▶ [WHAT NEEDS TO BE DONE] The reply should consist of one number, which is how many lines in the material below contain "brew".

■ ■ ■ ■

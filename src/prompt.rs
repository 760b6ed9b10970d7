use serde::Serialize;

/// One of the four generator actions offered on the page.
#[derive(Debug, Clone, Copy, PartialEq, Eq, Serialize)]
#[serde(rename_all = "camelCase")]
pub enum Action {
    Content,
    Hashtags,
    Caption,
    BestTime,
}

impl Action {
    pub const ALL: [Action; 4] = [
        Action::Content,
        Action::Hashtags,
        Action::Caption,
        Action::BestTime,
    ];

    /// Resolves an action name by exact match. Anything that is not
    /// `content`, `hashtags` or `caption` resolves to [`Action::BestTime`].
    pub fn from_name(name: &str) -> Self {
        match name {
            "content" => Action::Content,
            "hashtags" => Action::Hashtags,
            "caption" => Action::Caption,
            _ => Action::BestTime,
        }
    }

    pub fn name(self) -> &'static str {
        match self {
            Action::Content => "content",
            Action::Hashtags => "hashtags",
            Action::Caption => "caption",
            Action::BestTime => "bestTime",
        }
    }

    pub fn label(self) -> &'static str {
        match self {
            Action::Content => "Generate Content",
            Action::Hashtags => "Get Hashtags",
            Action::Caption => "Create Caption",
            Action::BestTime => "Best Posting Time",
        }
    }

    fn template_prefix(self) -> &'static str {
        match self {
            Action::Content => "Give me a content idea for: ",
            Action::Hashtags => "Suggest hashtags for: ",
            Action::Caption => "Write an Instagram caption for: ",
            Action::BestTime => "When is the best time to post about: ",
        }
    }

    /// Interpolates the topic verbatim, empty topics included.
    pub fn prompt(self, topic: &str) -> String {
        let prefix = self.template_prefix();
        let mut result = String::with_capacity(prefix.len() + topic.len());
        result.push_str(prefix);
        result.push_str(topic);
        result
    }
}

pub fn build_prompt(action: &str, topic: &str) -> String {
    Action::from_name(action).prompt(topic)
}

#[cfg(test)]
mod tests {
    use super::*;

    #[test]
    fn each_action_uses_its_template() {
        assert_eq!(build_prompt("content", "coffee"), "Give me a content idea for: coffee");
        assert_eq!(build_prompt("hashtags", "coffee"), "Suggest hashtags for: coffee");
        assert_eq!(
            build_prompt("caption", "coffee"),
            "Write an Instagram caption for: coffee"
        );
        assert_eq!(
            build_prompt("bestTime", "coffee"),
            "When is the best time to post about: coffee"
        );
    }

    #[test]
    fn unknown_actions_fall_back_to_best_time() {
        for name in ["", "Content", "best_time", "HASHTAGS", "captions", "🦀"] {
            assert_eq!(Action::from_name(name), Action::BestTime, "{name:?}");
            assert_eq!(
                build_prompt(name, "latte art"),
                "When is the best time to post about: latte art"
            );
        }
    }

    #[test]
    fn empty_topic_still_yields_a_prompt() {
        assert_eq!(build_prompt("content", ""), "Give me a content idea for: ");
    }

    #[test]
    fn topic_is_not_trimmed() {
        assert_eq!(
            build_prompt("hashtags", "  cold brew \n"),
            "Suggest hashtags for:   cold brew \n"
        );
    }

    #[test]
    fn names_resolve_back_to_their_action() {
        for action in Action::ALL {
            assert_eq!(Action::from_name(action.name()), action);
        }
    }
}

■ ■ ■ ■

▶ [SOLVED EXERCISE] 2